• [Exercise aim]: Look through the data below and extract, unchanged, the lines from the one that contains "path.push(cur);" to the one that contains "for &next in", both included.

• [Stored data entries]:

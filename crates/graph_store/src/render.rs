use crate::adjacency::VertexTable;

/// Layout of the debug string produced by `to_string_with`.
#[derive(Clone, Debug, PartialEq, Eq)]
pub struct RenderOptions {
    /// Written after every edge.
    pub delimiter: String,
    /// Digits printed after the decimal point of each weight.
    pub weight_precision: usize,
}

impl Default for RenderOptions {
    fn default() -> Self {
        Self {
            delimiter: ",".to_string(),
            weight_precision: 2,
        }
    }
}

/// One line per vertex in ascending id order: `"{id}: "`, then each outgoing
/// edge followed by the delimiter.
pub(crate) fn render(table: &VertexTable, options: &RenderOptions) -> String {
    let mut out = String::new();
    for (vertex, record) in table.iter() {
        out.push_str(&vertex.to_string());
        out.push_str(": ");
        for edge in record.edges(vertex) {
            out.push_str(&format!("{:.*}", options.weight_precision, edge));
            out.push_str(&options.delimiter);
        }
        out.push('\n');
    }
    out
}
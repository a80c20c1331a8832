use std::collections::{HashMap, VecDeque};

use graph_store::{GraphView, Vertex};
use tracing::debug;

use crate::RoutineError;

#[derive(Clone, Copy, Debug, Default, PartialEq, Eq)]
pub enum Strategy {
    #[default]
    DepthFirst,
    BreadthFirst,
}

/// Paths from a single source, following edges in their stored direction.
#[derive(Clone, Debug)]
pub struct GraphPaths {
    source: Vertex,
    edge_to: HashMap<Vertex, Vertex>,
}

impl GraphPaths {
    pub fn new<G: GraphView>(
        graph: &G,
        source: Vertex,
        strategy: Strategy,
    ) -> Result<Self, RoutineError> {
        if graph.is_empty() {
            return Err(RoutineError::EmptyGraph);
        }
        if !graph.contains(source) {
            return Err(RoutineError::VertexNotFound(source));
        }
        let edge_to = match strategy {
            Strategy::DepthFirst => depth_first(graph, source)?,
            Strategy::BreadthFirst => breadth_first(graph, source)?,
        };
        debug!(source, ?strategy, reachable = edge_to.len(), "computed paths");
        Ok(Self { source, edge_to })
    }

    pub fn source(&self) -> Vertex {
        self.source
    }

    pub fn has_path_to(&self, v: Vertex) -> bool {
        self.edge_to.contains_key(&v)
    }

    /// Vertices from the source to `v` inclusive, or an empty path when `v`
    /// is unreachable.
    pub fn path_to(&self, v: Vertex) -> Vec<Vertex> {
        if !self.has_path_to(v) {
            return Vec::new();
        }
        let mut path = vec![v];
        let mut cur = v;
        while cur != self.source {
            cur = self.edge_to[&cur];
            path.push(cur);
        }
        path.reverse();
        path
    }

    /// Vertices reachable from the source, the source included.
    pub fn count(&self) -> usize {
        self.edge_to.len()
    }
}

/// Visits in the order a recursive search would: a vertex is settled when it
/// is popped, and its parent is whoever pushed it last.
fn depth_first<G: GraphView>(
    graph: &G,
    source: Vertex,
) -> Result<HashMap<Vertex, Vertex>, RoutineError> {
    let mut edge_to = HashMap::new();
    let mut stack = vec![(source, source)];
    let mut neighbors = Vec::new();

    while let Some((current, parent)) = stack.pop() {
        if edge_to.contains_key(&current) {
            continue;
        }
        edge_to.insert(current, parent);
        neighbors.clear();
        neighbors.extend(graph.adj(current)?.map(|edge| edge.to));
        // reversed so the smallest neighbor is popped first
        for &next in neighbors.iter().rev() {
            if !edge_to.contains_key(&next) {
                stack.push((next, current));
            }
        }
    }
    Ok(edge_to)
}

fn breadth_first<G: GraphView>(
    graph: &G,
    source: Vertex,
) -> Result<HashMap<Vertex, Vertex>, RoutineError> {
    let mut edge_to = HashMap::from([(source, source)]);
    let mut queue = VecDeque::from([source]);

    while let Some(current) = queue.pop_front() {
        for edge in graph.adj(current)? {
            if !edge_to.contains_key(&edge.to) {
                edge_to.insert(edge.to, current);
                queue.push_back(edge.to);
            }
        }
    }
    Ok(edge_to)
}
--
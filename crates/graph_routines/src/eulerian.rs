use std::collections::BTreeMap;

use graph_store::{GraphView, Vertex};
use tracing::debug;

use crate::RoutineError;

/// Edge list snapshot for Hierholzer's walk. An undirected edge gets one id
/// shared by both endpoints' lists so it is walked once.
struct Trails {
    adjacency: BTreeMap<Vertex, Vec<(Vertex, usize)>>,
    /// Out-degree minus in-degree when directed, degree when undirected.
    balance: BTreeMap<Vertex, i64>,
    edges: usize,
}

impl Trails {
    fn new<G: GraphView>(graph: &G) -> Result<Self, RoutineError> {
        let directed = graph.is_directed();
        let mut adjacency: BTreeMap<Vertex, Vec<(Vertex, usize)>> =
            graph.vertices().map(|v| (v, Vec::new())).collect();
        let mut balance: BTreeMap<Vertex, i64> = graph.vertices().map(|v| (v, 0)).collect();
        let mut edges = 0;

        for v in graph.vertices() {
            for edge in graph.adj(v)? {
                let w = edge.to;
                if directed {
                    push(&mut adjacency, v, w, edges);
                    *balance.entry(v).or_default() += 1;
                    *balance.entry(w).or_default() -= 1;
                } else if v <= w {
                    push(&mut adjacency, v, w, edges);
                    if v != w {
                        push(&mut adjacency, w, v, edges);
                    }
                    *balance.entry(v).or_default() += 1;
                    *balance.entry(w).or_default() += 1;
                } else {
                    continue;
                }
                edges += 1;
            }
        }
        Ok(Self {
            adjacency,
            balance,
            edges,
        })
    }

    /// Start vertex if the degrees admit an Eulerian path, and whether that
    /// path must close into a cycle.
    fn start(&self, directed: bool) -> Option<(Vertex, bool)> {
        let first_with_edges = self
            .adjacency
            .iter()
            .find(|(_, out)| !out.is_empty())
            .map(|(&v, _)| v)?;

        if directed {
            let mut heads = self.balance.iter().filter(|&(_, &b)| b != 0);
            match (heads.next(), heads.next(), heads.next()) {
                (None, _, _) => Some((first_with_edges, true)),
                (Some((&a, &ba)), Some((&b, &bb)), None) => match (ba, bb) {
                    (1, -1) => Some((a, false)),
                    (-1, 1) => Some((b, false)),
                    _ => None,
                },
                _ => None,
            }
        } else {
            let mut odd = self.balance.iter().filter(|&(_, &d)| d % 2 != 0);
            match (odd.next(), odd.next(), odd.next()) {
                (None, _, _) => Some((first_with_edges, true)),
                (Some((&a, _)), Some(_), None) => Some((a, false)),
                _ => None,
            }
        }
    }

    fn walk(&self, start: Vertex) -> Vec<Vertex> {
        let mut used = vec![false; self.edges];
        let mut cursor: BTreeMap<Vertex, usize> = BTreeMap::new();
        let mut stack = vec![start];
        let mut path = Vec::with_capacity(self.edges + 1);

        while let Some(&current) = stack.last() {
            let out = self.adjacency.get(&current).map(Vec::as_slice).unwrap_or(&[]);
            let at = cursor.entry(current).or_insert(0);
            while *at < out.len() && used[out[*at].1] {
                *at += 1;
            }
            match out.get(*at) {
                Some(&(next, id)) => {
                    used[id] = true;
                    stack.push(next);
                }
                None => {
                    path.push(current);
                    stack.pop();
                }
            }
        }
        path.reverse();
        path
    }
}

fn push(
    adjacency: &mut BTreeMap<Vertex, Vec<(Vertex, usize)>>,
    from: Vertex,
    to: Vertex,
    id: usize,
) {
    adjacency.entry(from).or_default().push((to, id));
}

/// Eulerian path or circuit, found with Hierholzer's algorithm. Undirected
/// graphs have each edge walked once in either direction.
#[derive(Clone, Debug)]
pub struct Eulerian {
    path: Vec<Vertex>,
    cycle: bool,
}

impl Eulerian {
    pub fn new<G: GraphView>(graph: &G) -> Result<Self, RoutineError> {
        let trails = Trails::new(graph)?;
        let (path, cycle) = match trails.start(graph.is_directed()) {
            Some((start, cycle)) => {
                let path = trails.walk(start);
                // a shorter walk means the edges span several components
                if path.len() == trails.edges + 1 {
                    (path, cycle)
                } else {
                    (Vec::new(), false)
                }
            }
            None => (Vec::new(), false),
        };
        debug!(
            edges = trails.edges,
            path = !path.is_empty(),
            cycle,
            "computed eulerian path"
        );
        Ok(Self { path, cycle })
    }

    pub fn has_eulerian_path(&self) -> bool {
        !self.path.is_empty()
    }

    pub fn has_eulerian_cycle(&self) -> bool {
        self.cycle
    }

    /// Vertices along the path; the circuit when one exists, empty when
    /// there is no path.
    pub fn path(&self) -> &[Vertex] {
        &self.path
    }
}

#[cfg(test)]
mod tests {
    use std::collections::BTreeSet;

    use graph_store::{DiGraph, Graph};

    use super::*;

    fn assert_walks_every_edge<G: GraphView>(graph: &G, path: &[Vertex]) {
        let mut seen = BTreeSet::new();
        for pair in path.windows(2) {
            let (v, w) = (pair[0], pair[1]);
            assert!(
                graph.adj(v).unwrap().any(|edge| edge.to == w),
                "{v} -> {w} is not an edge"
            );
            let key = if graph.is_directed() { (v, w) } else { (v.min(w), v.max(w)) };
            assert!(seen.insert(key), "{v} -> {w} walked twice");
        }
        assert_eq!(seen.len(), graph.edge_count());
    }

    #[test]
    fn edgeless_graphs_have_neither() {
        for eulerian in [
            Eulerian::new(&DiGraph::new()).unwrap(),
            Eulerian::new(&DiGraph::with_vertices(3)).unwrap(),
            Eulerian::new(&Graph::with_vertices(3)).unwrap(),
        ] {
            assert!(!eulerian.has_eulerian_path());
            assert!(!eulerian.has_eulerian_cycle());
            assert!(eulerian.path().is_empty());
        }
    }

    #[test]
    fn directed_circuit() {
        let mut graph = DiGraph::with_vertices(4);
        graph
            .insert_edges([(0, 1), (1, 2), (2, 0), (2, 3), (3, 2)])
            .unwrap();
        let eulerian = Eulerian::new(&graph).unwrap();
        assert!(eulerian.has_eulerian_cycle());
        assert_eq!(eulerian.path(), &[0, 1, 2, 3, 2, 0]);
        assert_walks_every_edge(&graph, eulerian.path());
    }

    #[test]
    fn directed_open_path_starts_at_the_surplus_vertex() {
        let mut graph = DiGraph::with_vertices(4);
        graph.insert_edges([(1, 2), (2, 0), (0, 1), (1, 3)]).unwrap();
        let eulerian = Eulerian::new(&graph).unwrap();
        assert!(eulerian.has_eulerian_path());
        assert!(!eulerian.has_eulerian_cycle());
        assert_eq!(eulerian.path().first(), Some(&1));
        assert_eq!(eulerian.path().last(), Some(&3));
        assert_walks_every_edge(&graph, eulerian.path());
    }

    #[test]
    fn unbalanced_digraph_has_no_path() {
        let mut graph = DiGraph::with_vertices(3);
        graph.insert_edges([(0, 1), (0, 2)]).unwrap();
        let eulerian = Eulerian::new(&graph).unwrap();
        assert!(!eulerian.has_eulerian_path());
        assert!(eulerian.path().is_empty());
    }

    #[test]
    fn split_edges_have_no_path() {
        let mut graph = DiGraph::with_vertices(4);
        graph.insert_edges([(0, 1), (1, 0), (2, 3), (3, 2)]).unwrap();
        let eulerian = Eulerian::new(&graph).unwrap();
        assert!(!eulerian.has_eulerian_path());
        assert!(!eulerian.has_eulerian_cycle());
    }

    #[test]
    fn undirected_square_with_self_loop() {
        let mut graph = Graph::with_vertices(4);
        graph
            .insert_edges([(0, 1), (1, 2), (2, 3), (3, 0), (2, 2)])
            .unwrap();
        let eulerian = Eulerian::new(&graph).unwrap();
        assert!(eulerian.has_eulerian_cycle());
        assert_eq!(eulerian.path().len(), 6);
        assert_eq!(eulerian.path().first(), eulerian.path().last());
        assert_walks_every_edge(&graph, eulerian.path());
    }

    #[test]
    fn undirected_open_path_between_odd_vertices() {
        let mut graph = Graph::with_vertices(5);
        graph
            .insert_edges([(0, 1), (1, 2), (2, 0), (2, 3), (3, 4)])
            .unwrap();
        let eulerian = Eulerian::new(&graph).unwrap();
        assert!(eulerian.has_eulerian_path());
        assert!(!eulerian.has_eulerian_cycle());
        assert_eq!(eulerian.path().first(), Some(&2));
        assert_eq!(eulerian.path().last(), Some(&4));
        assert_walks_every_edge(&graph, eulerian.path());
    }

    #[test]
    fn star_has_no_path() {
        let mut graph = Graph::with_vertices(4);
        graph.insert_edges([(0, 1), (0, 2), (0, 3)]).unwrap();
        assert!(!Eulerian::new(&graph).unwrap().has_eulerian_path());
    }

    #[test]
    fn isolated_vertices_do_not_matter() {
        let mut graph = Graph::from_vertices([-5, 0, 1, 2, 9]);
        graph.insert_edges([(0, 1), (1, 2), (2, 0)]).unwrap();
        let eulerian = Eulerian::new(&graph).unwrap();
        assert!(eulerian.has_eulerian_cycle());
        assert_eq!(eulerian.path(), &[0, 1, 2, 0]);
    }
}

• [Your response]:
            path.push(cur);
        }
        path.reverse();
        path
    }

    /// Vertices reachable from the source, the source included.
    pub fn count(&self) -> usize {
        self.edge_to.len()
    }
}

/// Visits in the order a recursive search would: a vertex is settled when it
/// is popped, and its parent is whoever pushed it last.
fn depth_first<G: GraphView>(
    graph: &G,
    source: Vertex,
) -> Result<HashMap<Vertex, Vertex>, RoutineError> {
    let mut edge_to = HashMap::new();
    let mut stack = vec![(source, source)];
    let mut neighbors = Vec::new();

    while let Some((current, parent)) = stack.pop() {
        if edge_to.contains_key(&current) {
            continue;
        }
        edge_to.insert(current, parent);
        neighbors.clear();
        neighbors.extend(graph.adj(current)?.map(|edge| edge.to));
        // reversed so the smallest neighbor is popped first
        for &next in neighbors.iter().rev() {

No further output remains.